On Tue, Nov 20, 2018 at 6:23 AM Alexis Bauvin <abauvin@scaleway.com> wrote:
>
> Creating a VXLAN device with is underlay in the non-default VRF makes
> egress route lookup fail or incorrect since it will resolve in the
> default VRF, and ingress fail because the socket listens in the default
> VRF.
>
> This patch binds the underlying UDP tunnel socket to the l3mdev of the
> lower device of the VXLAN device. This will listen in the proper VRF and
> output traffic from said l3mdev, matching l3mdev routing rules and
> looking up the correct routing table.
>
> When the VXLAN device does not have a lower device, or the lower device
> is in the default VRF, the socket will not be bound to any interface,
> keeping the previous behaviour.
>
> The underlay l3mdev is deduced from the VXLAN lower device
> (IFLA_VXLAN_LINK).
>
> The l3mdev_master_upper_ifindex_by_index function has been added to
> l3mdev. Its goal is to fetch the effective l3mdev of an interface which
> is not a direct slave of said l3mdev.
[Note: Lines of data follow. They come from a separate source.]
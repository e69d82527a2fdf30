//! Mock lead gateway for testing.

use async_trait::async_trait;
use std::collections::HashMap;
use std::sync::Arc;
use std::time::{Duration, Instant};
use tokio::sync::RwLock;

use crate::gateway::{GatewayError, LeadBatch, LeadGateway, ServiceHealth};

/// A recorded query for test assertions.
#[derive(Debug, Clone)]
pub struct RecordedQuery {
    /// The query text sent to the service.
    pub query: String,
    /// Requested number of sources.
    pub source_count: u32,
    /// When the query was made.
    pub timestamp: Instant,
}

/// A handler that answers specific queries, or `None` to fall through to the default batch.
type QueryHandler = Box<dyn Fn(&str) -> Option<Result<LeadBatch, GatewayError>> + Send + Sync>;

/// Mock implementation of the LeadGateway trait.
///
/// Provides controllable behavior for testing:
/// - Return a configurable batch, or per-query answers through a handler
/// - Delay individual queries to reproduce out-of-order completions
/// - Inject one-shot failures
/// - Track queries for assertions
///
/// # Example
///
/// ```rust,ignore
/// use leadfinder_core::testing::{fixtures, MockGateway};
///
/// let gateway = MockGateway::new();
/// gateway.set_delay("slow query", Duration::from_millis(200)).await;
/// gateway.set_next_error(GatewayError::NotFound).await;
///
/// let result = gateway.submit_query("anything", 3).await;
/// assert_eq!(result, Err(GatewayError::NotFound));
///
/// let queries = gateway.recorded_queries().await;
/// assert_eq!(queries.len(), 1);
/// ```
pub struct MockGateway {
    /// Batch returned when no handler answers.
    batch: Arc<RwLock<LeadBatch>>,
    /// Recorded queries.
    queries: Arc<RwLock<Vec<RecordedQuery>>>,
    /// If set, the next query will fail with this error.
    next_error: Arc<RwLock<Option<GatewayError>>>,
    /// Per-query artificial latency.
    delays: Arc<RwLock<HashMap<String, Duration>>>,
    /// Query handler for per-query answers.
    query_handler: Arc<RwLock<Option<QueryHandler>>>,
    /// Health probe answer.
    health: Arc<RwLock<Result<ServiceHealth, GatewayError>>>,
}

impl std::fmt::Debug for MockGateway {
    fn fmt(&self, f: &mut std::fmt::Formatter<'_>) -> std::fmt::Result {
        f.debug_struct("MockGateway")
            .field("batch", &"<batch>")
            .field("queries", &"<queries>")
            .field("next_error", &"<next_error>")
            .field("delays", &"<delays>")
            .field("query_handler", &"<handler>")
            .field("health", &"<health>")
            .finish()
    }
}

impl Default for MockGateway {
    fn default() -> Self {
        Self::new()
    }
}

impl MockGateway {
    /// Create a new mock gateway answering every query with an empty batch.
    pub fn new() -> Self {
        Self {
            batch: Arc::new(RwLock::new(LeadBatch::default())),
            queries: Arc::new(RwLock::new(Vec::new())),
            next_error: Arc::new(RwLock::new(None)),
            delays: Arc::new(RwLock::new(HashMap::new())),
            query_handler: Arc::new(RwLock::new(None)),
            health: Arc::new(RwLock::new(Ok(ServiceHealth {
                status: "healthy".to_string(),
            }))),
        }
    }

    /// Create a mock gateway with a predefined batch.
    pub fn with_batch(batch: LeadBatch) -> Self {
        Self {
            batch: Arc::new(RwLock::new(batch)),
            ..Self::new()
        }
    }

    /// Set the batch returned for subsequent queries.
    pub async fn set_batch(&self, batch: LeadBatch) {
        *self.batch.write().await = batch;
    }

    /// Get recorded queries.
    pub async fn recorded_queries(&self) -> Vec<RecordedQuery> {
        self.queries.read().await.clone()
    }

    /// Get the number of queries performed.
    pub async fn query_count(&self) -> usize {
        self.queries.read().await.len()
    }

    /// Configure the next query to fail with the given error.
    pub async fn set_next_error(&self, error: GatewayError) {
        *self.next_error.write().await = Some(error);
    }

    /// Hold answers to `query` for `delay` before resolving.
    pub async fn set_delay(&self, query: &str, delay: Duration) {
        self.delays.write().await.insert(query.to_string(), delay);
    }

    /// Set a handler that answers queries dynamically.
    ///
    /// Returning `None` falls back to the configured batch.
    ///
    /// # Example
    ///
    /// ```rust,ignore
    /// gateway.set_query_handler(|query| {
    ///     if query == "missing" {
    ///         Some(Err(GatewayError::NotFound))
    ///     } else {
    ///         None
    ///     }
    /// }).await;
    /// ```
    pub async fn set_query_handler<F>(&self, handler: F)
    where
        F: Fn(&str) -> Option<Result<LeadBatch, GatewayError>> + Send + Sync + 'static,
    {
        *self.query_handler.write().await = Some(Box::new(handler));
    }

    /// Clear the query handler.
    pub async fn clear_query_handler(&self) {
        *self.query_handler.write().await = None;
    }

    /// Set what the health probe reports.
    pub async fn set_health(&self, health: Result<ServiceHealth, GatewayError>) {
        *self.health.write().await = health;
    }

    async fn take_error(&self) -> Option<GatewayError> {
        self.next_error.write().await.take()
    }
}

#[async_trait]
impl LeadGateway for MockGateway {
    fn name(&self) -> &str {
        "mock"
    }

    async fn submit_query(
        &self,
        query: &str,
        source_count: u32,
    ) -> Result<LeadBatch, GatewayError> {
        self.queries.write().await.push(RecordedQuery {
            query: query.to_string(),
            source_count,
            timestamp: Instant::now(),
        });

        let delay = self.delays.read().await.get(query).copied();
        if let Some(delay) = delay {
            tokio::time::sleep(delay).await;
        }

        if let Some(err) = self.take_error().await {
            return Err(err);
        }

        let handler = self.query_handler.read().await;
        if let Some(ref h) = *handler {
            if let Some(result) = h(query) {
                return result;
            }
        }
        drop(handler);

        Ok(self.batch.read().await.clone())
    }

    async fn health(&self) -> Result<ServiceHealth, GatewayError> {
        self.health.read().await.clone()
    }
}
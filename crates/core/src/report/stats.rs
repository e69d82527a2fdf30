//! Summary statistics shown above the report.

use serde::Serialize;

use crate::lead::LeadRecord;

#[derive(Debug, Clone, Copy, Serialize, PartialEq, Eq, Default)]
#[serde(rename_all = "camelCase")]
pub struct ReportStats {
    pub total_leads: usize,
    /// Mean upvotes rounded to the nearest integer (halves up), 0 when there
    /// are no leads.
    pub average_upvotes: i64,
    pub sources_analyzed: usize,
}

/// Compute statistics for the given records and sources.
///
/// Always computed from the current data; callers must not keep the result
/// across a new search.
pub fn aggregate(records: &[LeadRecord], sources: &[String]) -> ReportStats {
    ReportStats {
        total_leads: records.len(),
        average_upvotes: average_upvotes(records),
        sources_analyzed: sources.len(),
    }
}

fn average_upvotes(records: &[LeadRecord]) -> i64 {
    if records.is_empty() {
        return 0;
    }
    let sum: i128 = records.iter().map(|r| r.upvotes() as i128).sum();
    let mean = sum as f64 / records.len() as f64;
    (mean + 0.5).floor() as i64
}
//! Query session state machine.
//!
//! ```text
//!            submit                 success (data)
//!   Idle ───────────► Pending ───────────────────► Populated
//!                      ▲   │   success (nothing)
//!                      │   ├───────────────────► Empty
//!      submit (any)    │   │   failure
//!                      │   └───────────────────► Failed
//! ```
//!
//! Every submit issues a new [`Generation`]. Completions carry the generation
//! they were issued under and are ignored unless it is still the pending one,
//! so a slow earlier response can never overwrite a newer search.

use tracing::{debug, info};

use super::types::{Completion, Generation, SearchParams, SessionError, SessionStatus, SourceCount};
use crate::gateway::{ErrorKind, GatewayError, LeadBatch};
use crate::lead::{normalize_leads, LeadRecord};
use crate::metrics::{LEADS_PER_SEARCH, SEARCHES_SUBMITTED, SEARCH_OUTCOMES, STALE_COMPLETIONS};

#[derive(Debug, Clone, Default)]
enum Phase {
    #[default]
    Idle,
    Pending(Generation),
    Populated {
        records: Vec<LeadRecord>,
        sources: Vec<String>,
    },
    Empty,
    Failed(ErrorKind),
}

/// Lifecycle of the current search and its outcome.
#[derive(Debug, Clone, Default)]
pub struct QuerySession {
    phase: Phase,
    generation: Generation,
    params: Option<SearchParams>,
}

impl QuerySession {
    pub fn new() -> Self {
        Self::default()
    }

    pub fn status(&self) -> SessionStatus {
        match self.phase {
            Phase::Idle => SessionStatus::Idle,
            Phase::Pending(_) => SessionStatus::Pending,
            Phase::Populated { .. } => SessionStatus::Populated,
            Phase::Empty => SessionStatus::Empty,
            Phase::Failed(_) => SessionStatus::Failed,
        }
    }

    /// Most recently issued generation (zero before the first submit).
    pub fn generation(&self) -> Generation {
        self.generation
    }

    /// Generation a completion must carry to be applied, if a search is pending.
    pub fn pending_generation(&self) -> Option<Generation> {
        match self.phase {
            Phase::Pending(generation) => Some(generation),
            _ => None,
        }
    }

    /// Parameters of the latest accepted submission.
    pub fn params(&self) -> Option<&SearchParams> {
        self.params.as_ref()
    }

    /// Records of a populated session; empty in every other state.
    pub fn records(&self) -> &[LeadRecord] {
        match &self.phase {
            Phase::Populated { records, .. } => records,
            _ => &[],
        }
    }

    /// Sources of a populated session; empty in every other state.
    pub fn sources(&self) -> &[String] {
        match &self.phase {
            Phase::Populated { sources, .. } => sources,
            _ => &[],
        }
    }

    pub fn error_kind(&self) -> Option<ErrorKind> {
        match self.phase {
            Phase::Failed(kind) => Some(kind),
            _ => None,
        }
    }

    /// User-facing message of a failed session.
    pub fn error_message(&self) -> Option<&'static str> {
        self.error_kind().map(|kind| kind.user_message())
    }

    /// Start a new search from any state.
    ///
    /// Prior records, sources and error are dropped in the same step. Invalid
    /// input is rejected and leaves the session unchanged.
    pub fn submit(&mut self, query: &str, source_count: u32) -> Result<Generation, SessionError> {
        let query = query.trim();
        if query.is_empty() {
            return Err(SessionError::EmptyQuery);
        }
        let source_count = SourceCount::new(source_count)?;

        let generation = self.generation.next();
        if let Phase::Pending(previous) = self.phase {
            debug!("Search {} superseded by {}", previous, generation);
        }

        self.generation = generation;
        self.phase = Phase::Pending(generation);
        self.params = Some(SearchParams {
            query: query.to_string(),
            source_count: source_count.get(),
        });
        SEARCHES_SUBMITTED.inc();

        info!(
            "Search {} submitted: query='{}', sources={}",
            generation,
            query,
            source_count.get()
        );
        Ok(generation)
    }

    /// Apply a successful response issued under `generation`.
    pub fn on_success(&mut self, generation: Generation, batch: LeadBatch) -> Completion {
        if !self.accepts(generation) {
            return self.superseded(generation);
        }

        self.phase = if batch.is_empty() {
            Phase::Empty
        } else {
            let records = normalize_leads(&batch.leads);
            LEADS_PER_SEARCH.observe(records.len() as f64);
            Phase::Populated {
                records,
                sources: batch.sources,
            }
        };
        self.applied(generation)
    }

    /// Apply a failed response issued under `generation`.
    pub fn on_failure(&mut self, generation: Generation, kind: ErrorKind) -> Completion {
        if !self.accepts(generation) {
            return self.superseded(generation);
        }

        self.phase = Phase::Failed(kind);
        self.applied(generation)
    }

    /// Apply whatever the gateway resolved to.
    pub fn complete(
        &mut self,
        generation: Generation,
        result: Result<LeadBatch, GatewayError>,
    ) -> Completion {
        match result {
            Ok(batch) => self.on_success(generation, batch),
            Err(e) => self.on_failure(generation, e.kind()),
        }
    }

    fn accepts(&self, generation: Generation) -> bool {
        self.pending_generation() == Some(generation)
    }

    fn applied(&self, generation: Generation) -> Completion {
        let status = self.status();
        SEARCH_OUTCOMES.with_label_values(&[status.as_str()]).inc();
        info!(
            "Search {} completed: status={}, leads={}, sources={}",
            generation,
            status.as_str(),
            self.records().len(),
            self.sources().len()
        );
        Completion::Applied { status }
    }

    fn superseded(&self, generation: Generation) -> Completion {
        STALE_COMPLETIONS.inc();
        debug!(
            "Discarding completion of search {} (current {}, status {})",
            generation,
            self.generation,
            self.status().as_str()
        );
        Completion::Superseded { generation }
    }
}

#[cfg(test)]
mod tests {
    use super::*;
    use crate::gateway::SERVICE_ERROR_MESSAGE;
    use serde_json::json;

    fn batch(names: &[&str], sources: &[&str]) -> LeadBatch {
        LeadBatch::new(
            names.iter().map(|n| json!({ "Username": n })).collect(),
            sources.iter().map(|s| s.to_string()).collect(),
        )
    }

    #[test]
    fn test_new_session_is_idle() {
        let session = QuerySession::new();
        assert_eq!(session.status(), SessionStatus::Idle);
        assert_eq!(session.generation().value(), 0);
        assert!(session.records().is_empty());
        assert!(session.error_message().is_none());
        assert!(session.params().is_none());
    }

    #[test]
    fn test_submit_enters_pending() {
        let mut session = QuerySession::new();
        let generation = session.submit("  ai tools ", 3).unwrap();

        assert_eq!(session.status(), SessionStatus::Pending);
        assert_eq!(session.pending_generation(), Some(generation));
        assert_eq!(
            session.params(),
            Some(&SearchParams {
                query: "ai tools".into(),
                source_count: 3
            })
        );
    }

    #[test]
    fn test_invalid_submit_leaves_state_untouched() {
        let mut session = QuerySession::new();
        let generation = session.submit("first", 2).unwrap();
        session.on_success(generation, batch(&["alice"], &[]));

        assert_eq!(session.submit("   ", 3), Err(SessionError::EmptyQuery));
        assert_eq!(
            session.submit("query", 0),
            Err(SessionError::SourceCountOutOfRange(0))
        );
        assert_eq!(
            session.submit("query", 11),
            Err(SessionError::SourceCountOutOfRange(11))
        );

        assert_eq!(session.status(), SessionStatus::Populated);
        assert_eq!(session.generation(), generation);
        assert_eq!(session.records().len(), 1);
    }

    #[test]
    fn test_success_with_records_populates() {
        let mut session = QuerySession::new();
        let generation = session.submit("q", 1).unwrap();
        let completion = session.on_success(generation, batch(&["alice", "bob"], &["https://a"]));

        assert_eq!(
            completion,
            Completion::Applied {
                status: SessionStatus::Populated
            }
        );
        assert_eq!(session.records().len(), 2);
        assert_eq!(session.records()[0].username(), Some("alice"));
        assert_eq!(session.sources(), &["https://a"]);
        assert!(session.error_message().is_none());
    }

    #[test]
    fn test_success_with_sources_only_populates() {
        let mut session = QuerySession::new();
        let generation = session.submit("q", 1).unwrap();
        session.on_success(generation, batch(&[], &["https://a", "https://a"]));

        assert_eq!(session.status(), SessionStatus::Populated);
        assert!(session.records().is_empty());
        assert_eq!(session.sources().len(), 2);
    }

    #[test]
    fn test_success_with_nothing_is_empty_not_error() {
        let mut session = QuerySession::new();
        let generation = session.submit("ai tools", 3).unwrap();
        session.on_success(generation, LeadBatch::default());

        assert_eq!(session.status(), SessionStatus::Empty);
        assert!(session.error_message().is_none());
        assert!(session.error_kind().is_none());
    }

    #[test]
    fn test_failure_sets_message() {
        let mut session = QuerySession::new();
        let generation = session.submit("ai tools", 3).unwrap();
        session.complete(
            generation,
            Err(GatewayError::ServiceError {
                status: 500,
                message: "boom".into(),
            }),
        );

        assert_eq!(session.status(), SessionStatus::Failed);
        assert_eq!(session.error_kind(), Some(ErrorKind::ServiceError));
        assert_eq!(session.error_message(), Some(SERVICE_ERROR_MESSAGE));
    }

    #[test]
    fn test_resubmit_discards_previous_outcome() {
        let mut session = QuerySession::new();
        let generation = session.submit("first", 3).unwrap();
        session.on_success(generation, batch(&["alice"], &["https://a"]));

        session.submit("second", 3).unwrap();
        assert_eq!(session.status(), SessionStatus::Pending);
        assert!(session.records().is_empty());
        assert!(session.sources().is_empty());

        let generation = session.pending_generation().unwrap();
        session.on_failure(generation, ErrorKind::Network);
        session.submit("third", 3).unwrap();
        assert!(session.error_message().is_none());
    }

    #[test]
    fn test_late_response_is_discarded() {
        let mut session = QuerySession::new();
        let first = session.submit("A", 3).unwrap();
        let second = session.submit("B", 3).unwrap();
        assert!(second > first);

        let applied = session.on_success(second, batch(&["from-b"], &[]));
        assert_eq!(
            applied,
            Completion::Applied {
                status: SessionStatus::Populated
            }
        );

        let late = session.on_success(first, batch(&["from-a-1", "from-a-2"], &[]));
        assert_eq!(late, Completion::Superseded { generation: first });
        assert_eq!(session.records().len(), 1);
        assert_eq!(session.records()[0].username(), Some("from-b"));

        let late_failure = session.on_failure(first, ErrorKind::Network);
        assert_eq!(late_failure, Completion::Superseded { generation: first });
        assert_eq!(session.status(), SessionStatus::Populated);
    }

    #[test]
    fn test_early_response_for_superseded_search_is_discarded() {
        let mut session = QuerySession::new();
        let first = session.submit("A", 3).unwrap();
        let _second = session.submit("B", 3).unwrap();

        let completion = session.on_success(first, batch(&["from-a"], &[]));
        assert_eq!(completion, Completion::Superseded { generation: first });
        assert_eq!(session.status(), SessionStatus::Pending);
    }

    #[test]
    fn test_completion_without_pending_is_discarded() {
        let mut session = QuerySession::new();
        let completion = session.on_success(Generation::default(), batch(&["x"], &[]));
        assert!(matches!(completion, Completion::Superseded { .. }));
        assert_eq!(session.status(), SessionStatus::Idle);

        let generation = session.submit("q", 1).unwrap();
        session.on_success(generation, LeadBatch::default());
        let duplicate = session.on_success(generation, batch(&["x"], &[]));
        assert!(matches!(duplicate, Completion::Superseded { .. }));
        assert_eq!(session.status(), SessionStatus::Empty);
    }
}
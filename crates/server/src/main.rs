use std::net::SocketAddr;
use std::path::PathBuf;
use std::sync::Arc;
use std::time::Duration;

use anyhow::{Context, Result};
use tokio::signal;
use tracing::{error, info, warn};
use tracing_subscriber::{layer::SubscriberExt, util::SubscriberInitExt};

use leadfinder_core::{
    load_config, load_config_from_env, validate_config, Config, HttpLeadGateway, LeadGateway,
};
use leadfinder_server::{api::create_router, state::AppState};

/// Default config file, read when present and `LEADFINDER_CONFIG` is unset.
const DEFAULT_CONFIG_FILE: &str = "config.toml";

/// Upper bound on the startup health check, independent of the search timeout.
const STARTUP_HEALTH_TIMEOUT: Duration = Duration::from_secs(3);

#[tokio::main]
async fn main() {
    if let Err(e) = run().await {
        error!("Fatal error: {:#}", e);
        std::process::exit(1);
    }
}

async fn run() -> Result<()> {
    // Initialize logging
    tracing_subscriber::registry()
        .with(
            tracing_subscriber::EnvFilter::try_from_default_env()
                .unwrap_or_else(|_| "info,tower_http=debug".into()),
        )
        .with(tracing_subscriber::fmt::layer())
        .init();

    let config = load()?;

    // Validate configuration
    validate_config(&config).context("Configuration validation failed")?;

    info!("Configuration loaded successfully");
    info!(
        "Discovery service: {}{} (timeout {}s)",
        config.gateway.base_url, config.gateway.endpoint, config.gateway.timeout_secs
    );

    let gateway: Arc<dyn LeadGateway> = Arc::new(
        HttpLeadGateway::new(&config.gateway).context("Failed to create discovery gateway")?,
    );

    // Check the service once; searches still work if it comes up later.
    match tokio::time::timeout(STARTUP_HEALTH_TIMEOUT, gateway.health()).await {
        Ok(Ok(health)) => info!("Discovery service status: {}", health.status),
        Ok(Err(e)) => warn!("Discovery service not reachable yet: {}", e),
        Err(_) => warn!(
            "Discovery service did not answer within {:?}",
            STARTUP_HEALTH_TIMEOUT
        ),
    }

    let state = Arc::new(AppState::new(config.clone(), gateway));
    let app = create_router(state);

    // Start server
    let addr = SocketAddr::new(config.server.host, config.server.port);
    info!("Starting server on {}", addr);

    let listener = tokio::net::TcpListener::bind(addr)
        .await
        .with_context(|| format!("Failed to bind to {}", addr))?;

    // Run server with graceful shutdown
    axum::serve(listener, app)
        .with_graceful_shutdown(shutdown_signal())
        .await
        .context("Server error")?;

    info!("Server shut down");
    Ok(())
}

/// Config from `LEADFINDER_CONFIG` (must exist), else `config.toml` if present,
/// else defaults plus environment.
fn load() -> Result<Config> {
    if let Ok(path) = std::env::var("LEADFINDER_CONFIG") {
        let path = PathBuf::from(path);
        info!("Loading configuration from {:?}", path);
        return load_config(&path)
            .with_context(|| format!("Failed to load config from {:?}", path));
    }

    let default_path = PathBuf::from(DEFAULT_CONFIG_FILE);
    if default_path.exists() {
        info!("Loading configuration from {:?}", default_path);
        load_config(&default_path)
            .with_context(|| format!("Failed to load config from {:?}", default_path))
    } else {
        info!("No config file, using defaults and environment");
        load_config_from_env().context("Failed to load config from environment")
    }
}

/// Wait for shutdown signal (Ctrl+C or SIGTERM)
async fn shutdown_signal() {
    let ctrl_c = async {
        if let Err(e) = signal::ctrl_c().await {
            error!("Failed to install Ctrl+C handler: {}", e);
            std::future::pending::<()>().await;
        }
    };

    #[cfg(unix)]
    let terminate = async {
        match signal::unix::signal(signal::unix::SignalKind::terminate()) {
            Ok(mut sigterm) => {
                sigterm.recv().await;
            }
            Err(e) => {
                error!("Failed to install SIGTERM handler: {}", e);
                std::future::pending::<()>().await;
            }
        }
    };

    #[cfg(not(unix))]
    let terminate = std::future::pending::<()>();

    tokio::select! {
        _ = ctrl_c => {},
        _ = terminate => {},
    }
}
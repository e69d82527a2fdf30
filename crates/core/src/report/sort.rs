//! Stable, key-driven ordering of lead records.

use std::cmp::Ordering;
use std::fmt;
use std::str::FromStr;

use serde::{Deserialize, Serialize};

use crate::lead::LeadRecord;

/// Field of [`LeadRecord`] a report can be ordered by.
#[derive(Debug, Clone, Copy, Serialize, Deserialize, PartialEq, Eq, Hash)]
#[serde(rename_all = "camelCase")]
pub enum SortKey {
    Username,
    PostType,
    Source,
    Title,
    SnippetOrBio,
    Links,
    Upvotes,
    Timestamp,
    Confidence,
    ConfidenceScore,
}

impl SortKey {
    pub const ALL: [SortKey; 10] = [
        Self::Username,
        Self::PostType,
        Self::Source,
        Self::Title,
        Self::SnippetOrBio,
        Self::Links,
        Self::Upvotes,
        Self::Timestamp,
        Self::Confidence,
        Self::ConfidenceScore,
    ];

    /// Field name as it appears in serialized records and export headers.
    pub fn as_str(&self) -> &'static str {
        match self {
            Self::Username => "username",
            Self::PostType => "postType",
            Self::Source => "source",
            Self::Title => "title",
            Self::SnippetOrBio => "snippetOrBio",
            Self::Links => "links",
            Self::Upvotes => "upvotes",
            Self::Timestamp => "timestamp",
            Self::Confidence => "confidence",
            Self::ConfidenceScore => "confidenceScore",
        }
    }

    pub fn is_numeric(&self) -> bool {
        matches!(self, Self::Upvotes | Self::ConfidenceScore)
    }

    /// Ascending comparison of two records on this field.
    ///
    /// Numeric fields compare as integers. Text fields compare as strings,
    /// with absent values ordered before present ones.
    fn compare(&self, a: &LeadRecord, b: &LeadRecord) -> Ordering {
        match self {
            Self::Username => a.username().cmp(&b.username()),
            Self::PostType => a.post_type().cmp(&b.post_type()),
            Self::Source => a.source().cmp(&b.source()),
            Self::Title => a.title().cmp(&b.title()),
            Self::SnippetOrBio => a.snippet_or_bio().cmp(&b.snippet_or_bio()),
            Self::Links => a.links().cmp(b.links()),
            Self::Upvotes => a.upvotes().cmp(&b.upvotes()),
            Self::Timestamp => a.timestamp().cmp(&b.timestamp()),
            Self::Confidence => a
                .confidence()
                .map(|c| c.as_str())
                .cmp(&b.confidence().map(|c| c.as_str())),
            Self::ConfidenceScore => a.confidence_score().cmp(&b.confidence_score()),
        }
    }
}

impl fmt::Display for SortKey {
    fn fmt(&self, f: &mut fmt::Formatter<'_>) -> fmt::Result {
        f.write_str(self.as_str())
    }
}

/// Unrecognized sort field name.
#[derive(Debug, Clone, PartialEq, Eq, thiserror::Error)]
#[error("Unknown sort key: {0}")]
pub struct UnknownSortKey(pub String);

impl FromStr for SortKey {
    type Err = UnknownSortKey;

    fn from_str(s: &str) -> Result<Self, Self::Err> {
        Self::ALL
            .into_iter()
            .find(|key| key.as_str() == s)
            .ok_or_else(|| UnknownSortKey(s.to_string()))
    }
}

#[derive(Debug, Clone, Copy, Serialize, Deserialize, PartialEq, Eq, Default)]
#[serde(rename_all = "snake_case")]
pub enum SortDirection {
    #[default]
    Ascending,
    Descending,
}

impl SortDirection {
    pub fn flipped(&self) -> Self {
        match self {
            Self::Ascending => Self::Descending,
            Self::Descending => Self::Ascending,
        }
    }
}

/// Current ordering of the report. A `None` key keeps arrival order.
#[derive(Debug, Clone, Copy, Serialize, Deserialize, PartialEq, Eq, Default)]
pub struct SortSpec {
    pub key: Option<SortKey>,
    pub direction: SortDirection,
}

impl SortSpec {
    pub fn by(key: SortKey, direction: SortDirection) -> Self {
        Self {
            key: Some(key),
            direction,
        }
    }

    /// Ordering after the user selects `key`.
    ///
    /// Selecting the active key flips the direction; any other key starts ascending.
    pub fn toggled(&self, key: SortKey) -> Self {
        let direction = if self.key == Some(key) {
            self.direction.flipped()
        } else {
            SortDirection::Ascending
        };
        Self::by(key, direction)
    }
}

/// Order `records` according to `spec` without touching the input.
///
/// The sort is stable: records comparing equal keep their arrival order in
/// both directions, and descending is the exact mirror of the ascending
/// comparator.
pub fn sort_records<'a>(records: &'a [LeadRecord], spec: &SortSpec) -> Vec<&'a LeadRecord> {
    let mut ordered: Vec<&LeadRecord> = records.iter().collect();
    let Some(key) = spec.key else {
        return ordered;
    };

    ordered.sort_by(|a, b| {
        let ord = key.compare(a, b);
        match spec.direction {
            SortDirection::Ascending => ord,
            SortDirection::Descending => ord.reverse(),
        }
    });
    ordered
}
It handles the following example,
> properly resolving the l3mdev of eth0 to vrf-blue:
>
> +----------+                         +---------+
> |          |                         |         |
> | vrf-blue |                         | vrf-red |
> |          |                         |         |
> +----+-----+                         +----+----+
>      |                                    |
>      |                                    |
> +----+-----+                         +----+----+
> |          |                         |         |
> | br-blue  |                         | br-red  |
> |          |                         |         |
> +----+-----+                         +---+-+---+
>      |                                   | |
>      |                             +-----+ +-----+
>      |                             |             |
> +----+-----+                +------+----+   +----+----+
> |          |  lower device  |           |   |         |
> |   eth0   | <- - - - - - - | vxlan-red |   | tap-red | (... more taps)
> |          |                |           |   |         |
> +----------+                +-----------+   +---------+
>
> Signed-off-by: Alexis Bauvin <abauvin@scaleway.com>
> Reviewed-by: Amine Kherbouche <akherbouche@scaleway.com>
> Tested-by: Amine Kherbouche <akherbouche@scaleway.com>
> ---
>  drivers/net/vxlan.c  | 32 ++++++++++++++++++++++++--------
>  include/net/l3mdev.h | 22 ++++++++++++++++++++++
>  net/l3mdev/l3mdev.c  | 18 ++++++++++++++++++
>  3 files changed, 64 insertions(+), 8 deletions(-)
>
> diff --git a/drivers/net/vxlan.c b/drivers/net/vxlan.c
> index 27bd586b94b0..a3de08122269 100644
> --- a/drivers/net/vxlan.c
> +++ b/drivers/net/vxlan.c
> @@ -212,7 +212,7 @@ static inline struct vxlan_rdst *first_remote_rtnl(struct vxlan_fdb *fdb)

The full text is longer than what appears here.